Bulk RNA sequencing to comprehensively evaluate the effect of SMC)- EPC bi-level cell sheet transplantation on native tissue biological process following myocardial infarction. (A) Heart tissue was collected 7 days after surgery and the left ventricle was dissected into three zones encompassing the infarct, infarct border zone, and unaffected (remote). (B) Principal component analysis of the individual samples highlighted variable signatures in the anterior LV (infarct) and border zone regions between the cell sheet and untreated myocardial infarction models. (C) We identified 114 significantly enriched processes in cell sheet-treated hearts, including multiple pathways related to primitive morphogenesis, biological adhesion, and vasculature development. (D, E) Infarct samples showed significant enrichment for pathways related to mitochondrial energetics, oxidative phosphorylation, and protein translation. (F) Within the adhesion pathway, we found increased expression of critical ECM components following cell sheet treatment, including several collagen VI isoforms and multiple collagen subtypes associated with cardiac development and response to injury (Col12a1 and Col1a1).
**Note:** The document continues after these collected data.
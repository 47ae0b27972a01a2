//! # Observability
//!
//! 可观测性模块：Tracing + Prometheus 指标。
//!
//! ## 功能
//!
//! - Tracing 初始化 (JSON/Pretty 格式)
//! - Prometheus 指标导出
//! - 批次刷新 / 处理 / 超时指标收集与统计
//!
//! ## 使用示例
//!
//! ```ignore
//! use observability::{init, metrics};
//!
//! // 初始化
//! observability::init()?;
//!
//! // 记录批次指标
//! metrics::record_batch_flushed(&batch.meta());
//! ```

pub mod metrics;

use anyhow::{Context, Result};
use metrics_exporter_prometheus::PrometheusBuilder;
use tracing_subscriber::{fmt, layer::SubscriberExt, util::SubscriberInitExt, EnvFilter};

// Re-exports
pub use crate::metrics::{
    record_batch_flushed, record_batch_handled, record_item_enqueued, record_item_outcome,
    record_items_released, record_pending_depth, BatchMetricsAggregator, MetricsSummary,
    RunningStats, StatsSummary,
};

/// 初始化可观测性（仅 Tracing，默认不开启 Prometheus）
///
/// - Tracing: JSON 格式，支持 RUST_LOG 环境变量
pub fn init() -> Result<()> {
    init_with_config(ObservabilityConfig::default())
}

/// 可观测性配置
#[derive(Debug, Clone)]
pub struct ObservabilityConfig {
    /// 日志格式
    pub log_format: LogFormat,
    /// Prometheus 端口 (None = 禁用)
    pub metrics_port: Option<u16>,
    /// 默认日志级别 (RUST_LOG 未设置时使用)
    pub default_log_level: String,
}

impl Default for ObservabilityConfig {
    fn default() -> Self {
        Self {
            log_format: LogFormat::Json,
            metrics_port: None,
            default_log_level: "info".to_string(),
        }
    }
}

impl ObservabilityConfig {
    /// 开启 Prometheus 导出
    pub fn with_metrics_port(mut self, port: u16) -> Self {
        self.metrics_port = Some(port);
        self
    }

    /// 设置日志格式
    pub fn with_log_format(mut self, format: LogFormat) -> Self {
        self.log_format = format;
        self
    }
}

/// 日志格式
#[derive(Debug, Clone, Copy, Default, PartialEq, Eq)]
pub enum LogFormat {
    /// JSON 结构化日志
    #[default]
    Json,
    /// 人类可读格式
    Pretty,
    /// 紧凑单行格式
    Compact,
}

/// 使用自定义配置初始化
pub fn init_with_config(config: ObservabilityConfig) -> Result<()> {
    use tracing_subscriber::Layer;

    // 1. Initialize Tracing
    let filter = EnvFilter::try_from_default_env()
        .unwrap_or_else(|_| EnvFilter::new(&config.default_log_level));

    let fmt_layer = match config.log_format {
        LogFormat::Json => fmt::layer()
            .json()
            .with_target(true)
            .with_thread_ids(true)
            .with_thread_names(true)
            .with_file(true)
            .with_line_number(true)
            .boxed(),
        LogFormat::Pretty => fmt::layer().pretty().boxed(),
        LogFormat::Compact => fmt::layer().compact().boxed(),
    };

    tracing_subscriber::registry()
        .with(filter)
        .with(fmt_layer)
        .try_init()
        .context("Failed to initialize tracing subscriber")?;

    // 2. Initialize Prometheus Exporter (if enabled)
    if let Some(port) = config.metrics_port {
        init_metrics_only(port)?;
    }

    tracing::info!(
        log_format = ?config.log_format,
        metrics_port = ?config.metrics_port,
        "Observability initialized"
    );

    Ok(())
}

/// 仅初始化 Prometheus 指标（不初始化 Tracing）
///
/// 用于 Tracing 已由其他模块初始化的场景。
pub fn init_metrics_only(port: u16) -> Result<()> {
    PrometheusBuilder::new()
        .with_http_listener(([0, 0, 0, 0], port))
        .install()
        .context("Failed to install Prometheus recorder")?;

    tracing::info!(port = port, "Prometheus metrics endpoint initialized");
    Ok(())
}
Each of these genes had low expression in sham samples and the remote, non-infarcted LV but showed enhanced expression following infarction, which was further enriched in cell sheet-treated samples, suggesting amplification of native ECM remodeling processes. (G) Within the vasculature development pathway, we observed heightened expression of Ndnf and Adam12, genes with known roles in angiogenic processes following cell sheet transplantation. Boxes denote interquartile range (IQR), the line represents the median, whiskers extend 1.5 IQR from box hinges.